Assigned task.
From the line with "long ones truncated." through the line with "pub fn len(&self)", inclusive, return each line of the data below exactly and leave the rest out.

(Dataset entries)

/---

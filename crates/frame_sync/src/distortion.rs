//! Distortion calibration cache with per-perspective change detection.

use std::collections::HashMap;
use std::sync::Arc;

use contracts::{CalibrationEntry, Perspective};
use tracing::{debug, trace};

/// Result of observing an image's calibration version
#[derive(Debug, Clone, Copy, PartialEq, Eq)]
pub enum CalibrationObservation {
    Unchanged,
    /// The perspective switched to a different version
    Changed { previous: Option<u64>, current: u64 },
}

impl CalibrationObservation {
    pub fn is_changed(self) -> bool {
        matches!(self, Self::Changed { .. })
    }
}

/// Append-only, version-keyed calibration table
#[derive(Debug)]
pub struct DistortionCache {
    entries: HashMap<u64, Arc<CalibrationEntry>>,
    current: [Option<u64>; 2],
    changed: bool,
    grid: u32,
}

impl DistortionCache {
    /// `grid` is the side of synthesized entries (`grid x grid` map points)
    pub fn new(grid: u32) -> Self {
        Self {
            entries: HashMap::new(),
            current: [None; 2],
            changed: false,
            grid: grid.max(1),
        }
    }

    #[inline]
    pub fn try_get(&self, version: u64) -> Option<Arc<CalibrationEntry>> {
        self.entries.get(&version).cloned()
    }

    /// Store `entry` under its version; an existing version is never replaced.
    ///
    /// Returns `false` when the version was already present.
    pub fn insert(&mut self, entry: CalibrationEntry) -> bool {
        if self.entries.contains_key(&entry.version) {
            return false;
        }
        debug!(version = entry.version, "calibration entry cached");
        self.entries.insert(entry.version, Arc::new(entry));
        true
    }

    /// Build a grid entry from a raw coefficient payload.
    ///
    /// Short payloads are zero padded, long ones truncated.
    pub fn synthesize(&self, version: u64, coefficients: &[f32]) -> CalibrationEntry {
        let expected = 2 * self.grid as usize * self.grid as usize;
        let mut grid = vec![0.0; expected];
        let copied = coefficients.len().min(expected);
        grid[..copied].copy_from_slice(&coefficients[..copied]);
        CalibrationEntry {
            version,
            width: self.grid,
            height: self.grid,
            coefficients: grid,
        }
    }

    /// Resolve the entry for `version` (creating it on a miss) and compare it
    /// with the current version of `perspective`.
    pub fn observe(
        &mut self,
        perspective: Perspective,
        version: u64,
        coefficients: &[f32],
    ) -> (Arc<CalibrationEntry>, CalibrationObservation) {
        let entry = match self.entries.get(&version) {
            Some(entry) => Arc::clone(entry),
            None => {
                let entry = Arc::new(self.synthesize(version, coefficients));
                self.entries.insert(version, Arc::clone(&entry));
                debug!(version, ?perspective, "calibration entry synthesized");
                entry
            }
        };

        let slot = &mut self.current[perspective.index()];
        let observation = if *slot == Some(version) {
            self.changed = false;
            CalibrationObservation::Unchanged
        } else {
            let previous = slot.replace(version);
            self.changed = true;
            trace!(?perspective, ?previous, current = version, "calibration changed");
            CalibrationObservation::Changed {
                previous,
                current: version,
            }
        };

        (entry, observation)
    }

    #[inline]
    pub fn current_version(&self, perspective: Perspective) -> Option<u64> {
        self.current[perspective.index()]
    }

    /// Whether the most recent observation was a transition
    #[inline]
    pub fn changed(&self) -> bool {
        self.changed
    }

    pub fn len(&self) -> usize {
        self.entries.len()
    }

    pub fn is_empty(&self) -> bool {
        self.entries.is_empty()
    }
}

#[cfg(test)]
mod tests {
    use super::*;

    #[test]
    fn test_insert_is_write_once() {
        let mut cache = DistortionCache::new(1);
        let first = CalibrationEntry {
            version: 3,
            width: 1,
            height: 1,
            coefficients: vec![0.25, -0.5],
        };
        assert!(cache.insert(first.clone()));
        assert!(!cache.insert(CalibrationEntry {
            coefficients: vec![9.0, 9.0],
            ..first.clone()
        }));

        let stored = cache.try_get(3).unwrap();
        assert_eq!(stored.coefficients, first.coefficients);
        assert!(cache.try_get(4).is_none());
    }

    #[test]
    fn test_synthesize_pads_and_truncates() {
        let cache = DistortionCache::new(2);
        let short = cache.synthesize(1, &[1.0, 2.0]);
        assert_eq!(short.coefficients.len(), short.expected_len());
        assert_eq!(&short.coefficients[..3], &[1.0, 2.0, 0.0]);

        let long = cache.synthesize(2, &[1.0; 20]);
        assert_eq!(long.coefficients.len(), 8);
    }

    #[test]
    fn test_change_fires_once_per_transition() {
        let mut cache = DistortionCache::new(1);

        let (_, first) = cache.observe(Perspective::Left, 1, &[]);
        assert_eq!(
            first,
            CalibrationObservation::Changed {
                previous: None,
                current: 1
            }
        );

        let (_, same) = cache.observe(Perspective::Left, 1, &[]);
        assert_eq!(same, CalibrationObservation::Unchanged);
        assert!(!cache.changed());

        let (_, next) = cache.observe(Perspective::Left, 2, &[]);
        assert_eq!(
            next,
            CalibrationObservation::Changed {
                previous: Some(1),
                current: 2
            }
        );
        assert!(cache.changed());

        let (_, again) = cache.observe(Perspective::Left, 2, &[]);
        assert!(!again.is_changed());
        assert_eq!(cache.current_version(Perspective::Left), Some(2));
    }

    #[test]
    fn test_perspectives_tracked_independently() {
        let mut cache = DistortionCache::new(1);
        cache.observe(Perspective::Left, 1, &[]);
        let (_, right) = cache.observe(Perspective::Right, 1, &[]);
        assert!(right.is_changed());
        assert_eq!(cache.current_version(Perspective::Right), Some(1));
        assert_eq!(cache.len(), 1);
    }

    #[test]
    fn test_observe_keeps_first_payload() {
        let mut cache = DistortionCache::new(1);
        let (entry, _) = cache.observe(Perspective::Left, 7, &[0.5, 0.75]);
        let (again, _) = cache.observe(Perspective::Right, 7, &[1.0, 1.0]);
        assert_eq!(entry.coefficients, vec![0.5, 0.75]);
        assert!(Arc::ptr_eq(&entry, &again));
    }
}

\---

Written response.
    /// Short payloads are zero padded, long ones truncated.
    pub fn synthesize(&self, version: u64, coefficients: &[f32]) -> CalibrationEntry {
        let expected = 2 * self.grid as usize * self.grid as usize;
        let mut grid = vec![0.0; expected];
        let copied = coefficients.len().min(expected);
        grid[..copied].copy_from_slice(&coefficients[..copied]);
        CalibrationEntry {
            version,
            width: self.grid,
            height: self.grid,
            coefficients: grid,
        }
    }

    /// Resolve the entry for `version` (creating it on a miss) and compare it
    /// with the current version of `perspective`.
    pub fn observe(
        &mut self,
        perspective: Perspective,
        version: u64,
        coefficients: &[f32],
    ) -> (Arc<CalibrationEntry>, CalibrationObservation) {
        let entry = match self.entries.get(&version) {
            Some(entry) => Arc::clone(entry),
            None => {
                let entry = Arc::new(self.synthesize(version, coefficients));
                self.entries.insert(version, Arc::clone(&entry));
                debug!(version, ?perspective, "calibration entry synthesized");
                entry
            }
        };

        let slot = &mut self.current[perspective.index()];
        let observation = if *slot == Some(version) {
            self.changed = false;
            CalibrationObservation::Unchanged
        } else {
            let previous = slot.replace(version);
            self.changed = true;
            trace!(?perspective, ?previous, current = version, "calibration changed");
            CalibrationObservation::Changed {
                previous,
                current: version,
            }
        };

        (entry, observation)
    }

    #[inline]
    pub fn current_version(&self, perspective: Perspective) -> Option<u64> {
        self.current[perspective.index()]
    }

    /// Whether the most recent observation was a transition
    #[inline]
    pub fn changed(&self) -> bool {
        self.changed
    }

    pub fn len(&self) -> usize {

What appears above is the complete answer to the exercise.